O Congresso Nacional espera votar a Medida Provisória do fim da taxa das blusinhas num intervalo de 72 horas. A expectativa é instalar a comissão mista que debaterá o tema na terça-feira e submeter a proposta ao plenário da Câmara e do Senado até a próxima quinta-feira (3).
A MP perde a validade em 8 de setembro. Durante o período de campanha eleitoral, o Congresso reservou a semana de 31 de agosto e 4 de setembro para realizar as votações, no chamado “esforço concentrado”.
Para isso, será preciso instalar a comissão que analisará a MP. A tendência é que isso seja feito na terça-feira (1º), quando costumam começar os trabalhos em uma semana de Congresso.
As últimas votações costumam ser realizadas às quintas e, por isso, os congressistas preveem votar o texto na Câmara e no Senado nos dias 2 e 3 de setembro.
A definição deste calendário foi feita em uma reunião nesta quarta-feira (26) entre o presidente Luiz Inácio Lula da Silva (PT) e os presidentes do Senado, Davi Alcolumbre (União-AP), e da Câmara, Hugo Motta (Republicanos-PB).

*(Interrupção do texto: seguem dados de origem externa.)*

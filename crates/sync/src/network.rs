// SPDX-License-Identifier: MIT
// Copyright (c) 2026 Alfred Jean LLC

//! Network connectivity monitor.
//!
//! The monitor does not test connectivity itself. Whatever watches the OS or
//! platform connectivity signal calls [`NetworkMonitor::set_online`], and the
//! monitor fans each transition out to its subscribers.

use std::sync::atomic::{AtomicU64, Ordering};
use std::sync::{Arc, Mutex, Weak};

use chrono::{DateTime, Utc};
use tally_core::{ClockSource, SystemClock};

/// Current connectivity as seen by the monitor.
#[derive(Debug, Clone, Copy, PartialEq, Eq)]
pub struct NetworkStatus {
    pub is_online: bool,
    /// When the monitor last observed the network coming up.
    pub last_online_time: Option<DateTime<Utc>>,
}

type Listener = Arc<dyn Fn(NetworkStatus) + Send + Sync>;

struct Inner {
    status: Mutex<NetworkStatus>,
    listeners: Mutex<Vec<(u64, Listener)>>,
    next_id: AtomicU64,
    clock: Arc<dyn ClockSource>,
}

/// Observes connectivity and notifies subscribers of transitions.
///
/// Cloning is cheap and clones share state.
#[derive(Clone)]
pub struct NetworkMonitor {
    inner: Arc<Inner>,
}

impl std::fmt::Debug for NetworkMonitor {
    fn fmt(&self, f: &mut std::fmt::Formatter<'_>) -> std::fmt::Result {
        f.debug_struct("NetworkMonitor").field("status", &self.status()).finish()
    }
}

impl NetworkMonitor {
    /// Creates a monitor with the given initial connectivity.
    pub fn new(initially_online: bool) -> Self {
        Self::with_clock(initially_online, Arc::new(SystemClock))
    }

    /// Creates a monitor with a custom clock source (for testing).
    pub fn with_clock(initially_online: bool, clock: Arc<dyn ClockSource>) -> Self {
        let last_online_time = initially_online.then(|| clock.now());
        NetworkMonitor {
            inner: Arc::new(Inner {
                status: Mutex::new(NetworkStatus { is_online: initially_online, last_online_time }),
                listeners: Mutex::new(Vec::new()),
                next_id: AtomicU64::new(0),
                clock,
            }),
        }
    }

    /// Returns the current status.
    pub fn status(&self) -> NetworkStatus {
        match self.inner.status.lock() {
            Ok(status) => *status,
            Err(poisoned) => *poisoned.into_inner(),
        }
    }

    /// Shorthand for `status().is_online`.
    pub fn is_online(&self) -> bool {
        self.status().is_online
    }

    /// Registers a listener called on every status transition.
    ///
    /// The listener stays registered until the returned [`Subscription`] is
    /// unsubscribed or dropped.
    pub fn subscribe<F>(&self, listener: F) -> Subscription
    where
        F: Fn(NetworkStatus) + Send + Sync + 'static,
    {
        let id = self.inner.next_id.fetch_add(1, Ordering::Relaxed);
        if let Ok(mut listeners) = self.inner.listeners.lock() {
            listeners.push((id, Arc::new(listener)));
        }
        Subscription { id, monitor: Arc::downgrade(&self.inner) }
    }

    /// Number of registered listeners.
    pub fn listener_count(&self) -> usize {
        self.inner.listeners.lock().map(|l| l.len()).unwrap_or(0)
    }

    /// Feeds a connectivity observation into the monitor.
    ///
    /// Listeners are notified only when the status actually changes.
    pub fn set_online(&self, online: bool) {
        let next = {
            let Ok(mut status) = self.inner.status.lock() else {
                return;
            };
            if status.is_online == online {
                return;
            }
            status.is_online = online;
            if online {
                status.last_online_time = Some(self.inner.clock.now());
            }
            *status
        };

        if online {
            tracing::info!("network online");
        } else {
            tracing::warn!("network offline");
        }

        // Snapshot so listeners can subscribe or unsubscribe re-entrantly.
        let listeners: Vec<Listener> = match self.inner.listeners.lock() {
            Ok(listeners) => listeners.iter().map(|(_, l)| Arc::clone(l)).collect(),
            Err(_) => return,
        };
        for listener in listeners {
            listener(next);
        }
    }
}

impl Inner {
    fn remove(&self, id: u64) {
        if let Ok(mut listeners) = self.listeners.lock() {
            listeners.retain(|(lid, _)| *lid != id);
        }
    }
}

/// Handle for a registered listener. Dropping it unsubscribes.
#[must_use = "dropping a Subscription unsubscribes the listener"]
pub struct Subscription {
    id: u64,
    monitor: Weak<Inner>,
}

impl Subscription {
    /// Deregisters the listener.
    pub fn unsubscribe(self) {
        // Drop does the work.
    }
}

impl Drop for Subscription {
    fn drop(&mut self) {
        if let Some(inner) = self.monitor.upgrade() {
            inner.remove(self.id);
        }
    }
}

impl std::fmt::Debug for Subscription {
    fn fmt(&self, f: &mut std::fmt::Formatter<'_>) -> std::fmt::Result {
        f.debug_struct("Subscription").field("id", &self.id).finish()
    }
}

#[cfg(test)]
#[path = "network_tests.rs"]
mod tests;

A comissão para avaliar a taxa das blusinhas estava prevista para ser instalada na última semana de esforço concentrado, em 12 de agosto. Com a falta de acordo pela presidência e relatoria, houve adiamento.
Motta (Republicanos-PB), indicou nesta quarta que o deputado petista Reginaldo Lopes (PT-MG) será o presidente da comissão. A relatoria ainda está em disputa. O senador Eduardo Braga (MDB-AM) chegou a ser cogitado. O parlamentar, no entanto, já indicou a aliados que nem sequer foi consultado. Ele adiantou que não tem interesse em assumir a tarefa diante de um tema que é delicado por mexer com questões que afetam a Zona Franca de Manaus.
Sem a aprovação da MP pelo Congresso, o Ministério da Fazenda perderá a autorização para zerar a alíquota e a tributação voltará a ser cobrada.
A taxa das blusinhas entrou em vigor em agosto de 2024, após aprovação do Congresso Nacional, que criou o imposto de importação de 20% sobre compras internacionais de até US$ 50 no programa Remessa Conforme, que tinha como objetivo regularizar o setor de comércio eletrônico aos parâmetros da Receita Federal.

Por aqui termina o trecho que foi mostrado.